What you will do | Up to and including the line with "pub fn add_weighted(&mut", reproduce the listing below exactly, beginning at its first line.

Data for the task |
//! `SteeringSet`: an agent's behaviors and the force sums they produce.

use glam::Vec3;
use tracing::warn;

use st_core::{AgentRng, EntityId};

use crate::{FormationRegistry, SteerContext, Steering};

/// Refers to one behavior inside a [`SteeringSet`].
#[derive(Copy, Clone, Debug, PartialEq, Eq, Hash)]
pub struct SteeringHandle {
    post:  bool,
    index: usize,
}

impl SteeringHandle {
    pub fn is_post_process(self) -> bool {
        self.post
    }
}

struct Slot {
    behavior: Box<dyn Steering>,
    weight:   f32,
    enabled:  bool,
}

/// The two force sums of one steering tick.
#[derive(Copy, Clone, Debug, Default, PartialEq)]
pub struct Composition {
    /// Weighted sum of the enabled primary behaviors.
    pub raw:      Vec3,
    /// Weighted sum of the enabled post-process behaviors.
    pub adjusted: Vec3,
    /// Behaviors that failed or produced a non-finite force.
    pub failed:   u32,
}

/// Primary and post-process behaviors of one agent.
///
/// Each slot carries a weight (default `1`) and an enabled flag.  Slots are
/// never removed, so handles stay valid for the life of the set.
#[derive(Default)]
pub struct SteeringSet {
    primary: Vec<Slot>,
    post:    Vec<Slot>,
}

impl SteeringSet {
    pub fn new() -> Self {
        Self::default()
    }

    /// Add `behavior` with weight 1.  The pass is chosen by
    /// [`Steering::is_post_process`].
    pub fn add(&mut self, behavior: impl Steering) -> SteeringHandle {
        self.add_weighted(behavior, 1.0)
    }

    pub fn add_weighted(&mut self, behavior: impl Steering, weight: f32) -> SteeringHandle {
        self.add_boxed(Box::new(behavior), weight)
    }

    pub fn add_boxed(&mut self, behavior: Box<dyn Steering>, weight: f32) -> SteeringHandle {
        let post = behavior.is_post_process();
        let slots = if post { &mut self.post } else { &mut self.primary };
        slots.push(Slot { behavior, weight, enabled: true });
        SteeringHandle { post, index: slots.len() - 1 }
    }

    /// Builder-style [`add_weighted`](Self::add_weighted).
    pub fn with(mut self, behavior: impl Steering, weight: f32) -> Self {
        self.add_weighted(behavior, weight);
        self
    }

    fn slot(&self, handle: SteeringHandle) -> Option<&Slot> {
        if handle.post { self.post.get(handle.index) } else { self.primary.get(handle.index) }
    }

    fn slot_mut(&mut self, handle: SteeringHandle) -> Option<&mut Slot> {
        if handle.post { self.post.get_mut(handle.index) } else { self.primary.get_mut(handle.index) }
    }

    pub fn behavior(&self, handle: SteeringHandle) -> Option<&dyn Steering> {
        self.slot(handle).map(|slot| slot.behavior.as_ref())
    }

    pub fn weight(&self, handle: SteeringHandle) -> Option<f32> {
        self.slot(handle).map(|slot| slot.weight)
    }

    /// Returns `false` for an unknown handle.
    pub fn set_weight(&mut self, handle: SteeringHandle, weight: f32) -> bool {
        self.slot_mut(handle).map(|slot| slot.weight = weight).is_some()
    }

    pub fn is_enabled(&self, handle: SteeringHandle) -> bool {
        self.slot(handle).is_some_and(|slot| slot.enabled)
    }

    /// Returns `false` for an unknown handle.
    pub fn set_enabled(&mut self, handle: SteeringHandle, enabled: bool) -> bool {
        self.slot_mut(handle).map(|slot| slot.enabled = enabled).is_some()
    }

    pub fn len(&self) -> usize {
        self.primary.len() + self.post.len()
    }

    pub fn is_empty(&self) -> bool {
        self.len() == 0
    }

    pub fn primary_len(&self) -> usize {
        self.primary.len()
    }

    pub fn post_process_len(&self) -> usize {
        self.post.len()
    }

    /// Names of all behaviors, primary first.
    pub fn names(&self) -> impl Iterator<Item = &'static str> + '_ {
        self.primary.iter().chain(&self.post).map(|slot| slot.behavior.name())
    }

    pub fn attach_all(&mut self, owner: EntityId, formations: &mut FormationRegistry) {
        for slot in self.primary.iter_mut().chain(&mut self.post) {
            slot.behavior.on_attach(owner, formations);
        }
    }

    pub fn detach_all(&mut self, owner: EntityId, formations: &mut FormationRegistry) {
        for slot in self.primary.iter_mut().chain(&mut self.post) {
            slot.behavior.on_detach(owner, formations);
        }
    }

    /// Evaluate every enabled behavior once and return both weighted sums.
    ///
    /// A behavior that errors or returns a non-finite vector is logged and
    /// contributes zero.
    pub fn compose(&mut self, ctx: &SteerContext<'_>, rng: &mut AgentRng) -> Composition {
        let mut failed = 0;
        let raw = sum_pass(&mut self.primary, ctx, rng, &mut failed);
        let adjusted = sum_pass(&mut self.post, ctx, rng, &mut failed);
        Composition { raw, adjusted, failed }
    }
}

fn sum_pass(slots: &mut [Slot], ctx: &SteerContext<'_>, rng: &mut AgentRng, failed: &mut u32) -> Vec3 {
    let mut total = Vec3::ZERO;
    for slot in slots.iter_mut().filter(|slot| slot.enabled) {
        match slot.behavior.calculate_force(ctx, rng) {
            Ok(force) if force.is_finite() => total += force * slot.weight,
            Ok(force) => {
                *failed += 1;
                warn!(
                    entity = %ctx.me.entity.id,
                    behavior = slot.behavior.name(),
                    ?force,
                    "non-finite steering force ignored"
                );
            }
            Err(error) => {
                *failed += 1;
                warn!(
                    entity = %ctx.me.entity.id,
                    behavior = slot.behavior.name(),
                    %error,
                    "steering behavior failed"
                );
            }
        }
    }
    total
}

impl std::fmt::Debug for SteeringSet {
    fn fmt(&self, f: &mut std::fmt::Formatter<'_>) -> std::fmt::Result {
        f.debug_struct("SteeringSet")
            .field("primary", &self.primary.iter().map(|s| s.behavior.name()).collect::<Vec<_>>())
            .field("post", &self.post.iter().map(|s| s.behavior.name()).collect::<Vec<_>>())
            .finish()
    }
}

Worked solution |
//! `SteeringSet`: an agent's behaviors and the force sums they produce.

use glam::Vec3;
use tracing::warn;

use st_core::{AgentRng, EntityId};

use crate::{FormationRegistry, SteerContext, Steering};

/// Refers to one behavior inside a [`SteeringSet`].
#[derive(Copy, Clone, Debug, PartialEq, Eq, Hash)]
pub struct SteeringHandle {
    post:  bool,
    index: usize,
}

impl SteeringHandle {
    pub fn is_post_process(self) -> bool {
        self.post
    }
}

struct Slot {
    behavior: Box<dyn Steering>,
    weight:   f32,
    enabled:  bool,
}

/// The two force sums of one steering tick.
#[derive(Copy, Clone, Debug, Default, PartialEq)]
pub struct Composition {
    /// Weighted sum of the enabled primary behaviors.
    pub raw:      Vec3,
    /// Weighted sum of the enabled post-process behaviors.
    pub adjusted: Vec3,
    /// Behaviors that failed or produced a non-finite force.
    pub failed:   u32,
}

/// Primary and post-process behaviors of one agent.
///
/// Each slot carries a weight (default `1`) and an enabled flag.  Slots are
/// never removed, so handles stay valid for the life of the set.
#[derive(Default)]
pub struct SteeringSet {
    primary: Vec<Slot>,
    post:    Vec<Slot>,
}

impl SteeringSet {
    pub fn new() -> Self {
        Self::default()
    }

    /// Add `behavior` with weight 1.  The pass is chosen by
    /// [`Steering::is_post_process`].
    pub fn add(&mut self, behavior: impl Steering) -> SteeringHandle {
        self.add_weighted(behavior, 1.0)
    }

    pub fn add_weighted(&mut self, behavior: impl Steering, weight: f32) -> SteeringHandle {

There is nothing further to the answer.